Editor: Mark G. Cook, CPA, MBA
Procedure & Administration
A federal district court in Massachusetts recently rendered an important decision in the continuing legal conflict over same-sex marriage. In Gill v. Office of Personnel Management, No. 09-10309-JLT (D. Mass. 7/8/10), a district judge held that Section 3 of the Defense of Marriage Act, P.L. 104-199 (DOMA), is unconstitutional, violating the equal protection principles of the Fifth Amendment’s Due Process clause. If this decision is ultimately upheld, same-sex married couples will be allowed many of the same federal benefits afforded their heterosexual married counterparts—at least within Massachusetts, the jurisdiction of the court—including the ability to file joint federal income tax returns.
Signed into law by President Clinton in 1996, DOMA defines marriage for federal purposes and discusses the powers that are reserved to states in recognizing same-sex marriages. More specifically, Section 3 of DOMA defines marriage as a legal union between one man and one woman. The word “spouse” is defined in the act for purposes of federal law as a person of the opposite sex who is a husband or a wife. Congress asserted at the time that the objective of DOMA was to defend traditional marriage and morality, encourage responsible procreation, and conserve limited resources.
Before the passing of DOMA, the federal government had generally accepted the standards adopted by states in determining marital status. If a couple was deemed legally married by a state, the federal government typically accepted that designation when distributing federal benefits. Once DOMA went into effect, this was no longer the case. Benefits were granted based on identities of the people involved in the marriage and not on the marital status alone. Federal agencies no longer accepted the state’s designation when it came to same-sex couples and their lawful marriages. For federal tax purposes, same-sex couples who are lawfully married under state law are not recognized as married under federal law. While same-sex married couples may file joint state returns, they may not take the same filing status on their federal returns. Many other federal benefits for heterosexual couples are not extended to same-sex married couples. Among them are health benefits based on federal employment and Social Security retirement and survivor benefits.
DOMA was initiated by Congress following a 1993 decision by the Hawaii Supreme Court in Baehr v. Lewin (852 P.2d 44 (Haw. 1993)) indicating that same-sex couples might be entitled to marry under the state’s constitution. It was the first ruling of its kind in the United States, as Hawaii inched very close to extending marriage rights to same-sex partners. However, in response to the decision in Baehr v. Lewin, Congress sought a means to define marriage for purposes of federal law and to give each state the ability to decide what constitutes marriage under its own laws. Thus, in 1996 DOMA was enacted.
The plaintiffs in Gill v.

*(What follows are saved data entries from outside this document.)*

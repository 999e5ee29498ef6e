use std::{fs::File, sync::Mutex};

use anyhow::Context;
use clap::Parser;
use console::Term;
use tracing_subscriber::EnvFilter;

use greedy_snake::{
    term::{KeyInput, TermRenderer},
    Cli, Config, Orchestrator,
};

fn init_logging(cli: &Cli) -> anyhow::Result<()> {
    let builder = tracing_subscriber::fmt().with_target(false);
    match &cli.log_file {
        Some(path) => {
            let file = File::create(path)
                .with_context(|| format!("creating log file {}", path.display()))?;
            let filter = EnvFilter::try_from_default_env().unwrap_or_else(|_| EnvFilter::new("info"));
            builder
                .with_env_filter(filter)
                .with_ansi(false)
                .with_writer(Mutex::new(file))
                .init();
        }
        None => {
            // Stay quiet on stderr by default so the board is not scribbled over.
            let filter = EnvFilter::try_from_default_env().unwrap_or_else(|_| EnvFilter::new("warn"));
            builder
                .with_env_filter(filter)
                .with_writer(std::io::stderr)
                .init();
        }
    }
    Ok(())
}

fn main() -> anyhow::Result<()> {
    let cli = Cli::parse();
    init_logging(&cli)?;
    let config = Config::try_from(&cli)?;

    let term = Term::stdout();
    if !term.is_term() {
        anyhow::bail!("stdout is not a terminal");
    }

    let renderer = TermRenderer::new(term.clone(), &config)?;
    let input = KeyInput::spawn(term.clone());
    let mut game = Orchestrator::new(config, input, renderer, rand::thread_rng());

    let result = game.run();
    game.renderer().restore()?;
    result
}
//! The secured execution pipeline — the state machine behind `/agent/execute`.
//!
//! `execute` runs decode-token, canonicalize-input, filter-input, sign,
//! verify, invoke-agent (stubbed), filter-output, and audit as one ordered
//! sequence. Every branch is fail-closed: a step that cannot complete ends
//! the request rather than falling through to the next one.

#![forbid(unsafe_code)]

use base64::Engine;
use gate_audit::{AuditLogger, EventType};
use gate_crypto::MessageSigner;
use gate_creds::CredentialIssuer;
use gate_filter::{ContentFilter, InputCheckOutcome};
use gate_proto::ActionRequest;
use thiserror::Error;
use tracing::{info, warn};

#[derive(Debug, Error)]
pub enum PipelineError {
    #[error("invalid or expired token")]
    InvalidToken,
    #[error("malformed agent token: delegation scope is unreadable")]
    MalformedScope,
    #[error("action mismatch")]
    ActionMismatch,
    #[error("{0}")]
    InputBlocked(String),
    #[error("cryptographic signing failed")]
    CryptoFailure,
    #[error("{0}")]
    OutputBlocked(String),
    #[error("failed to record audit event")]
    AuditFailure,
}

pub struct PipelineOutcome {
    pub response: String,
    pub event_id: u64,
}

/// Run the full pipeline for one `/agent/execute` call.
pub fn execute(
    issuer: &CredentialIssuer,
    filter: &ContentFilter,
    signer: &MessageSigner,
    audit: &mut AuditLogger,
    token: &str,
    request: &ActionRequest,
) -> Result<PipelineOutcome, PipelineError> {
    // S1 decode-token
    let claims = issuer.decode(token).map_err(|_| PipelineError::InvalidToken)?;

    let scope_data = claims.scope_data().ok_or(PipelineError::MalformedScope)?;
    let decoded_scope = base64::engine::general_purpose::URL_SAFE_NO_PAD
        .decode(scope_data)
        .ok()
        .and_then(|bytes| String::from_utf8(bytes).ok())
        .ok_or(PipelineError::MalformedScope)?;
    let (action, target) =
        gate_creds::split_scope(&decoded_scope).ok_or(PipelineError::MalformedScope)?;

    if request.action != action {
        log_or_fail(
            audit,
            EventType::SecurityFail,
            serde_json::json!({
                "reason": "action mismatch",
                "user_sub": &claims.sub,
                "token_action": action,
                "body_action": &request.action,
            }),
        )?;
        return Err(PipelineError::ActionMismatch);
    }

    // S2 canonicalize-input — derived from token claims, never from the body.
    let amount_str = request
        .amount
        .map(|a| a.to_string())
        .unwrap_or_else(|| "N/A".to_string());
    let user_input = format!("Action:{action} Target:{target} Amount:{amount_str}");

    // S3 filter-input
    let masked_input = match filter.input_check(&user_input) {
        InputCheckOutcome::Blocked { reason } => {
            log_or_fail(
                audit,
                EventType::QueryBlocked,
                serde_json::json!({"reason": &reason, "user_sub": &claims.sub}),
            )?;
            return Err(PipelineError::InputBlocked(reason));
        }
        InputCheckOutcome::Ok { masked_input } => masked_input,
    };

    if filter.detect_injection(&user_input).is_blocked() {
        let reason = "potential prompt injection detected".to_string();
        log_or_fail(
            audit,
            EventType::QueryBlocked,
            serde_json::json!({"reason": &reason, "user_sub": &claims.sub}),
        )?;
        return Err(PipelineError::InputBlocked(reason));
    }

    // S4 sign + verify
    let signature = match signer.sign(&masked_input) {
        Ok(sig) => sig,
        Err(e) => {
            warn!(error = %e, "signing failed during pipeline run");
            log_or_fail(
                audit,
                EventType::SecurityFail,
                serde_json::json!({"error": e.to_string(), "user_sub": &claims.sub}),
            )?;
            return Err(PipelineError::CryptoFailure);
        }
    };
    let verified = signer.verify(&masked_input, &signature);

    // S5 invoke-agent (stubbed)
    let agent_response = format!(
        "FCA: Successfully executed '{action}' for user {} on target '{target}'. Signed message verified: {verified}",
        claims.sub
    );

    // S6 filter-output
    if let gate_filter::CheckOutcome::Blocked { reason } = filter.output_check(&agent_response) {
        log_or_fail(
            audit,
            EventType::OutputBlocked,
            serde_json::json!({"reason": &reason, "user_sub": &claims.sub}),
        )?;
        return Err(PipelineError::OutputBlocked(reason));
    }

    // S7 audit-success
    let event_id = log_or_fail(
        audit,
        EventType::QuerySuccess,
        serde_json::json!({
            "user_sub": &claims.sub,
            "delegated_action": action,
            "input_original": user_input,
            "input_masked": masked_input,
            "signature_hex": hex::encode(&signature),
            "atv_verified": verified,
            "agent_response": agent_response,
        }),
    )?;

    info!(event_id, sub = %claims.sub, action = %action, "secured execution pipeline run succeeded");

    Ok(PipelineOutcome {
        response: agent_response,
        event_id,
    })
}

fn log_or_fail(
    audit: &mut AuditLogger,
    event_type: EventType,
    payload: serde_json::Value,
) -> Result<u64, PipelineError> {
    audit.log(event_type, &payload).map_err(|e| {
        warn!(error = %e, "audit log write failed, failing request closed");
        PipelineError::AuditFailure
    })
}

#[cfg(test)]
mod tests {
    use super::*;

    struct Fixture {
        issuer: CredentialIssuer,
        filter: ContentFilter,
        signer: MessageSigner,
        audit: AuditLogger,
        _dir: tempfile::TempDir,
    }

    fn fixture() -> Fixture {
        let dir = tempfile::tempdir().expect("tempdir");
        let priv_path = dir.path().join("private_key.pem");
        let pub_path = dir.path().join("public_key.pem");
        gate_crypto::generate_keypair(&priv_path, &pub_path, "").expect("keygen");
        let signer = MessageSigner::load(&priv_path, &pub_path, "").expect("load signer");

        let key = base64::engine::general_purpose::URL_SAFE.encode([3u8; 32]);
        let audit = gate_audit::AuditLogger::new(dir.path(), &key).expect("audit");

        Fixture {
            issuer: CredentialIssuer::new("secret".to_string(), "gatekeeper".to_string(), 10, 2),
            filter: ContentFilter::builtin(),
            signer,
            audit,
            _dir: dir,
        }
    }

    fn delegation_token(issuer: &CredentialIssuer, action: &str, target: &str) -> String {
        issuer
            .encode_delegation("teller1", &["teller".to_string()], action, target)
            .expect("encode delegation")
    }

    #[test]
    fn test_happy_path() {
        let mut fx = fixture();
        let token = delegation_token(&fx.issuer, "transfer", "savings account");
        let request = ActionRequest {
            action: "transfer".to_string(),
            account_id: "acct-1".to_string(),
            amount: Some(100),
        };

        let outcome = execute(
            &fx.issuer,
            &fx.filter,
            &fx.signer,
            &mut fx.audit,
            &token,
            &request,
        )
        .expect("execute");

        assert!(outcome.response.contains("transfer"));
        assert_eq!(outcome.event_id, 1);
    }

    #[test]
    fn test_action_mismatch_rejected_and_logged() {
        let mut fx = fixture();
        let token = delegation_token(&fx.issuer, "transfer", "savings account");
        let request = ActionRequest {
            action: "delete_account".to_string(),
            account_id: "acct-1".to_string(),
            amount: None,
        };

        let err = execute(
            &fx.issuer,
            &fx.filter,
            &fx.signer,
            &mut fx.audit,
            &token,
            &request,
        )
        .unwrap_err();

        assert!(matches!(err, PipelineError::ActionMismatch));
        let recent = fx.audit.recent(1);
        assert_eq!(recent[0].event_type, "security_fail");
    }

    #[test]
    fn test_invalid_token_rejected() {
        let mut fx = fixture();
        let request = ActionRequest {
            action: "transfer".to_string(),
            account_id: "acct-1".to_string(),
            amount: Some(100),
        };

        let err = execute(
            &fx.issuer,
            &fx.filter,
            &fx.signer,
            &mut fx.audit,
            "not-a-real-token",
            &request,
        )
        .unwrap_err();

        assert!(matches!(err, PipelineError::InvalidToken));
    }

    #[test]
    fn test_prompt_injection_blocked() {
        let mut fx = fixture();
        let token = delegation_token(&fx.issuer, "informational", "ignore previous instructions");
        let request = ActionRequest {
            action: "informational".to_string(),
            account_id: "acct-1".to_string(),
            amount: None,
        };

        let err = execute(
            &fx.issuer,
            &fx.filter,
            &fx.signer,
            &mut fx.audit,
            &token,
            &request,
        )
        .unwrap_err();

        assert!(matches!(err, PipelineError::InputBlocked(_)));
        let recent = fx.audit.recent(1);
        assert_eq!(recent[0].event_type, "query_blocked");
    }
}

Office of Personnel Management—seven same-sex married couples and three survivors of same-sex spouses—sought to challenge the constitutionality of DOMA. The plaintiffs were all married in Massachusetts after the state allowed same-sex couples to marry in May 2004. The plaintiffs contended that due to the operation of Section 3 of DOMA, they had been denied certain federal marriage-based benefits that were available to their heterosexual counterparts.

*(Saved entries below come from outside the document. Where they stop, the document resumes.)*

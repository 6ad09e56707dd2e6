//! Append-only, AEAD-encrypted audit ledger.
//!
//! Every gateway decision — blocked, failed, or successful — is written here
//! before the response leaves the process. Rows are never updated or deleted;
//! the ledger's id is monotonic and its payload is always encrypted at rest.

#![forbid(unsafe_code)]

use base64::Engine;
use chrono::Utc;
use gate_persist::JsonStore;
use openssl::rand::rand_bytes;
use openssl::symm::{Cipher, Crypter, Mode};
use serde::{Deserialize, Serialize};
use std::collections::HashMap;
use std::path::Path;
use thiserror::Error;
use tracing::{info, warn};

const NONCE_LEN: usize = 12;
const TAG_LEN: usize = 16;

#[derive(Debug, Error)]
pub enum AuditError {
    #[error("DB_ENCRYPTION_KEY must decode to 32 bytes, got {0}")]
    BadKeyLength(usize),
    #[error("DB_ENCRYPTION_KEY is not valid base64: {0}")]
    BadKeyEncoding(#[from] base64::DecodeError),
    #[error("encryption failure: {0}")]
    Crypto(#[from] openssl::error::ErrorStack),
}

/// The four outcomes the secured execution pipeline ever logs.
#[derive(Debug, Clone, Copy, PartialEq, Eq, Serialize, Deserialize)]
#[serde(rename_all = "snake_case")]
pub enum EventType {
    QueryBlocked,
    QuerySuccess,
    OutputBlocked,
    SecurityFail,
}

impl EventType {
    pub fn as_str(&self) -> &'static str {
        match self {
            EventType::QueryBlocked => "query_blocked",
            EventType::QuerySuccess => "query_success",
            EventType::OutputBlocked => "output_blocked",
            EventType::SecurityFail => "security_fail",
        }
    }
}

impl std::fmt::Display for EventType {
    fn fmt(&self, f: &mut std::fmt::Formatter<'_>) -> std::fmt::Result {
        write!(f, "{}", self.as_str())
    }
}

/// A single ledger row as stored on disk — payload stays ciphertext here.
#[derive(Debug, Clone, Serialize, Deserialize)]
pub struct AuditRow {
    pub id: u64,
    pub timestamp: String,
    pub event_type: String,
    /// base64 of nonce || ciphertext || tag.
    pub payload: String,
}

/// A decrypted ledger row, as returned by `get`/`recent`.
#[derive(Debug, Clone, Serialize, Deserialize)]
pub struct AuditEvent {
    pub id: u64,
    pub timestamp: String,
    pub event_type: String,
    pub payload: serde_json::Value,
}

/// Append-only audit ledger, AEAD-encrypted at rest.
///
/// Backed by the gateway's JSON-snapshot persistence layer rather than a SQL
/// engine — the whole row map is loaded at startup and rewritten on append,
/// matching every other stateful component in the gateway.
pub struct AuditLogger {
    rows: HashMap<String, AuditRow>,
    store: JsonStore,
    next_id: u64,
    key: [u8; 32],
}

impl AuditLogger {
    /// Load (or create) the ledger from disk. `encryption_key` is the raw
    /// `DB_ENCRYPTION_KEY` value, urlsafe-base64 encoding 32 key bytes.
    pub fn new(state_path: &Path, encryption_key: &str) -> Result<Self, AuditError> {
        let key_bytes = base64::engine::general_purpose::URL_SAFE.decode(encryption_key)?;
        if key_bytes.len() != 32 {
            return Err(AuditError::BadKeyLength(key_bytes.len()));
        }
        let mut key = [0u8; 32];
        key.copy_from_slice(&key_bytes);

        let store = JsonStore::new(state_path, "acl");
        let rows: HashMap<String, AuditRow> = store.load();
        let next_id = rows.values().map(|r| r.id).max().map(|m| m + 1).unwrap_or(1);

        info!(row_count = rows.len(), next_id, "audit ledger initialized");
        Ok(Self {
            rows,
            store,
            next_id,
            key,
        })
    }

    /// Append a new event. Serialization failures fall back to a `__repr__`
    /// envelope rather than failing the call — this never returns an error
    /// for a serializable-but-odd payload, only for I/O/crypto failure.
    pub fn log(
        &mut self,
        event_type: EventType,
        payload: &serde_json::Value,
    ) -> Result<u64, AuditError> {
        let payload_json = serde_json::to_string(payload).unwrap_or_else(|_| {
            serde_json::json!({ "__repr__": format!("{payload:?}") }).to_string()
        });

        let encrypted = self.encrypt(payload_json.as_bytes())?;
        let id = self.next_id;
        let timestamp = Utc::now().to_rfc3339_opts(chrono::SecondsFormat::Secs, true);

        let row = AuditRow {
            id,
            timestamp,
            event_type: event_type.as_str().to_string(),
            payload: encrypted,
        };

        info!(id, event_type = %event_type, "audit row appended");

        self.rows.insert(id.to_string(), row);
        self.next_id += 1;
        self.snapshot();

        Ok(id)
    }

    /// Fetch and decrypt a single row by id.
    pub fn get(&self, id: u64) -> Option<AuditEvent> {
        self.rows.get(&id.to_string()).map(|row| self.decrypt_row(row))
    }

    /// The most recent `limit` events, newest first.
    pub fn recent(&self, limit: usize) -> Vec<AuditEvent> {
        let mut rows: Vec<&AuditRow> = self.rows.values().collect();
        rows.sort_by_key(|r| std::cmp::Reverse(r.id));
        rows.truncate(limit);
        rows.into_iter().map(|r| self.decrypt_row(r)).collect()
    }

    fn decrypt_row(&self, row: &AuditRow) -> AuditEvent {
        let payload = self
            .try_decrypt(&row.payload)
            .and_then(|plaintext| serde_json::from_slice(&plaintext).ok())
            .unwrap_or_else(|| serde_json::json!({ "raw": row.payload }));

        AuditEvent {
            id: row.id,
            timestamp: row.timestamp.clone(),
            event_type: row.event_type.clone(),
            payload,
        }
    }

    fn encrypt(&self, plaintext: &[u8]) -> Result<String, AuditError> {
        let mut nonce = [0u8; NONCE_LEN];
        rand_bytes(&mut nonce)?;

        let cipher = Cipher::aes_256_gcm();
        let mut crypter = Crypter::new(cipher, Mode::Encrypt, &self.key, Some(&nonce))?;
        let mut ciphertext = vec![0u8; plaintext.len() + cipher.block_size()];
        let mut count = crypter.update(plaintext, &mut ciphertext)?;
        count += crypter.finalize(&mut ciphertext[count..])?;
        ciphertext.truncate(count);

        let mut tag = [0u8; TAG_LEN];
        crypter.get_tag(&mut tag)?;

        let mut blob = Vec::with_capacity(NONCE_LEN + ciphertext.len() + TAG_LEN);
        blob.extend_from_slice(&nonce);
        blob.extend_from_slice(&ciphertext);
        blob.extend_from_slice(&tag);
        Ok(base64::engine::general_purpose::STANDARD.encode(blob))
    }

    fn try_decrypt(&self, encoded: &str) -> Option<Vec<u8>> {
        let blob = base64::engine::general_purpose::STANDARD
            .decode(encoded)
            .ok()?;
        if blob.len() < NONCE_LEN + TAG_LEN {
            return None;
        }
        let (nonce, rest) = blob.split_at(NONCE_LEN);
        let (ciphertext, tag) = rest.split_at(rest.len() - TAG_LEN);

        let cipher = Cipher::aes_256_gcm();
        let mut crypter = Crypter::new(cipher, Mode::Decrypt, &self.key, Some(nonce)).ok()?;
        crypter.set_tag(tag).ok()?;
        let mut plaintext = vec![0u8; ciphertext.len() + cipher.block_size()];
        let mut count = crypter.update(ciphertext, &mut plaintext).ok()?;
        count += crypter.finalize(&mut plaintext[count..]).ok()?;
        plaintext.truncate(count);
        Some(plaintext)
    }

    fn snapshot(&self) {
        if let Err(e) = self.store.save(&self.rows) {
            warn!(error = %e, "failed to snapshot audit ledger");
        }
    }
}

#[cfg(test)]
mod tests {
    use super::*;

    fn test_key() -> String {
        base64::engine::general_purpose::URL_SAFE.encode([7u8; 32])
    }

    #[test]
    fn test_log_and_get_roundtrip() {
        let dir = tempfile::tempdir().expect("tempdir");
        let mut logger = AuditLogger::new(dir.path(), &test_key()).expect("new");

        let id = logger
            .log(
                EventType::QuerySuccess,
                &serde_json::json!({"username": "teller1"}),
            )
            .expect("log");

        let event = logger.get(id).expect("get");
        assert_eq!(event.event_type, "query_success");
        assert_eq!(event.payload["username"], "teller1");
    }

    #[test]
    fn test_recent_orders_newest_first() {
        let dir = tempfile::tempdir().expect("tempdir");
        let mut logger = AuditLogger::new(dir.path(), &test_key()).expect("new");

        for i in 0..3 {
            logger
                .log(EventType::QueryBlocked, &serde_json::json!({"seq": i}))
                .expect("log");
        }

        let recent = logger.recent(2);
        assert_eq!(recent.len(), 2);
        assert_eq!(recent[0].payload["seq"], 2);
        assert_eq!(recent[1].payload["seq"], 1);
    }

    #[test]
    fn test_next_id_recovered_on_restart() {
        let dir = tempfile::tempdir().expect("tempdir");
        let key = test_key();
        {
            let mut logger = AuditLogger::new(dir.path(), &key).expect("new");
            logger
                .log(EventType::SecurityFail, &serde_json::json!({}))
                .expect("log");
        }

        let mut logger2 = AuditLogger::new(dir.path(), &key).expect("reload");
        let id = logger2
            .log(EventType::SecurityFail, &serde_json::json!({}))
            .expect("log");
        assert_eq!(id, 2);
    }

    #[test]
    fn test_bad_key_length_rejected() {
        let dir = tempfile::tempdir().expect("tempdir");
        let short_key = base64::engine::general_purpose::URL_SAFE.encode([1u8; 16]);
        assert!(AuditLogger::new(dir.path(), &short_key).is_err());
    }

    #[test]
    fn test_tampered_payload_surfaces_raw_fallback() {
        let dir = tempfile::tempdir().expect("tempdir");
        let mut logger = AuditLogger::new(dir.path(), &test_key()).expect("new");
        let id = logger
            .log(EventType::QuerySuccess, &serde_json::json!({"a": 1}))
            .expect("log");

        let row = logger.rows.get_mut(&id.to_string()).expect("row");
        row.payload = "not even base64 ciphertext".to_string();

        let event = logger.get(id).expect("get");
        assert!(event.payload.get("raw").is_some());
    }
}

After a two-month trial in Boston, the judge ruled in favor of the plaintiffs, finding that the government had no basis for denying benefits to same-sex married couples. In addition, the court found that Congress had no legitimate interest in applying a uniform definition of marriage for purposes of determining federal rights, benefits, and privileges. Thus, the plaintiffs were entitled to the federal benefits they sought. This would include allowing them to file joint federal income tax returns.
The ruling was a victory for advocates of same-sex marriage, who see this case as validation of their position. Still, it appears that the proceedings are far from over. The issue is back in the hands of the Justice Department, which must decide soon whether to appeal. On August 17, the court granted the defendants’ motion to stay the judgment, pending appeal. If the Justice Department appeals the case, the decision will be stayed until the conclusion of the appeals case. The First Circuit Court of Appeals in Boston would hear the appeal. The saga of same-sex marriage continues.
Mark Cook is a partner at Singer Lewak LLP in Irvine, CA.